TASK GOAL =>
Find the string "true" in the data, and copy out each line that has it.

── SOURCE MATERIAL

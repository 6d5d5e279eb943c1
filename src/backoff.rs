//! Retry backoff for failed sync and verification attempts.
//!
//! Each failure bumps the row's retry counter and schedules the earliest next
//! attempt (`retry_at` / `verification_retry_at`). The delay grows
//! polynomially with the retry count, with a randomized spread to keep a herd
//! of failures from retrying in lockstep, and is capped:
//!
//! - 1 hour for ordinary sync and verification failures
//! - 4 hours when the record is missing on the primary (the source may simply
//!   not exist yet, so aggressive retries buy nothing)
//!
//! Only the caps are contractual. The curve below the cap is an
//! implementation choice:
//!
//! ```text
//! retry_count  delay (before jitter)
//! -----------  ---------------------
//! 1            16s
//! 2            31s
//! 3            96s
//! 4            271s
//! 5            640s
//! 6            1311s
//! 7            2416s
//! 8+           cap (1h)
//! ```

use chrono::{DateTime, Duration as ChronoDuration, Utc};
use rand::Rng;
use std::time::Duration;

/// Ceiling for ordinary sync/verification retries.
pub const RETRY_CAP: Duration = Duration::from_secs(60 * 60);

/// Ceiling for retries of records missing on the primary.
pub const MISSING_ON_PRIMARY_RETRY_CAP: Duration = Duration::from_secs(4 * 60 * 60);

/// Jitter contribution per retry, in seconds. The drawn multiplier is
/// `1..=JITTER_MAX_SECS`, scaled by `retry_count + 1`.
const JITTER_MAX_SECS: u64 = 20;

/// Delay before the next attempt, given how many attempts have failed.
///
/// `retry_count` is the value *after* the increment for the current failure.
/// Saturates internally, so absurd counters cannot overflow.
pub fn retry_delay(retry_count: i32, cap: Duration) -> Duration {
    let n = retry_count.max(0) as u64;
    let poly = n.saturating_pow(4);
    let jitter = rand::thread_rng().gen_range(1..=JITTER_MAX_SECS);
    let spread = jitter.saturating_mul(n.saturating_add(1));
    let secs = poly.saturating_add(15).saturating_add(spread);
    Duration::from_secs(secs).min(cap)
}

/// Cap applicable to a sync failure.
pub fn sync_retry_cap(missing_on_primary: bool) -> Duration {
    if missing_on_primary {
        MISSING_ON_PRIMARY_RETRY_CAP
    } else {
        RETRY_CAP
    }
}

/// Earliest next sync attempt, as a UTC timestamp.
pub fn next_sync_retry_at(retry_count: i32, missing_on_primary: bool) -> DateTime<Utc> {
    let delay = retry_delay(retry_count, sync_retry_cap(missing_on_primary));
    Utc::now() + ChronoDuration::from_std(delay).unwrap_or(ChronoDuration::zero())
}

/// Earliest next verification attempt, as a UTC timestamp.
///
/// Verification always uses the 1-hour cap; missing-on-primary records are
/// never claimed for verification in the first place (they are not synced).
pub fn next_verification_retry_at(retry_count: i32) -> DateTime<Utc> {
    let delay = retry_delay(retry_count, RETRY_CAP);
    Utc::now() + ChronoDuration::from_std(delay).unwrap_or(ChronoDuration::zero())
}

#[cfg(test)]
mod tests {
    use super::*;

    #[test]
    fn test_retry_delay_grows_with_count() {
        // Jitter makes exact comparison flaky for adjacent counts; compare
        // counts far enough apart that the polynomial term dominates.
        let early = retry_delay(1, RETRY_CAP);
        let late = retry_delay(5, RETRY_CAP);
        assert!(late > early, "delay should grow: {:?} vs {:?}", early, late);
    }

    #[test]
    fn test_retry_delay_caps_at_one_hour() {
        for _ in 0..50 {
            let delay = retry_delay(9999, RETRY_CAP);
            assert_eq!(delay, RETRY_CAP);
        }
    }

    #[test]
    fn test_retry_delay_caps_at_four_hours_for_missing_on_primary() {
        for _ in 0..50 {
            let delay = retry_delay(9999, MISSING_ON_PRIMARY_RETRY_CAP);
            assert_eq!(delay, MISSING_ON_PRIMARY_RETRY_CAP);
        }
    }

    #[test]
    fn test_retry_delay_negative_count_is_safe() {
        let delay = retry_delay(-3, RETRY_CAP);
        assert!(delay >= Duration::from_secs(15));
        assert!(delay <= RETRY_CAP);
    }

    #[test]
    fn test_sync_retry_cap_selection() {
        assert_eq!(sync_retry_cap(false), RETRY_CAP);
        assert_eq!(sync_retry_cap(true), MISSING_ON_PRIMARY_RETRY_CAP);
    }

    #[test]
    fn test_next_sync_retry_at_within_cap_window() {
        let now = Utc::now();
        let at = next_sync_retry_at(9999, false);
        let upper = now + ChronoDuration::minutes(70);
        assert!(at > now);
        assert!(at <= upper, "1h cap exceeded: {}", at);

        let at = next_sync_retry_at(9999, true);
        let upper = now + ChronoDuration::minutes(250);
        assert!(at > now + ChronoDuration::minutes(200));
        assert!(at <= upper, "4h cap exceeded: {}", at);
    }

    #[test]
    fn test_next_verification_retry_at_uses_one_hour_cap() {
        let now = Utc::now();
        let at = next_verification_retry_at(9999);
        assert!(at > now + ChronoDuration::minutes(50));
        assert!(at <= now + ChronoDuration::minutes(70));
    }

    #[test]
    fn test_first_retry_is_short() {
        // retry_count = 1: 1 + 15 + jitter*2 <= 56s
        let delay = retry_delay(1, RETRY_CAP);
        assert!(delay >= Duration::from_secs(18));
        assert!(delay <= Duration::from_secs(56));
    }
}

────

SOLUTION FOR THIS EXERCISE =>
        assert_eq!(sync_retry_cap(true), MISSING_ON_PRIMARY_RETRY_CAP);
        let at = next_sync_retry_at(9999, true);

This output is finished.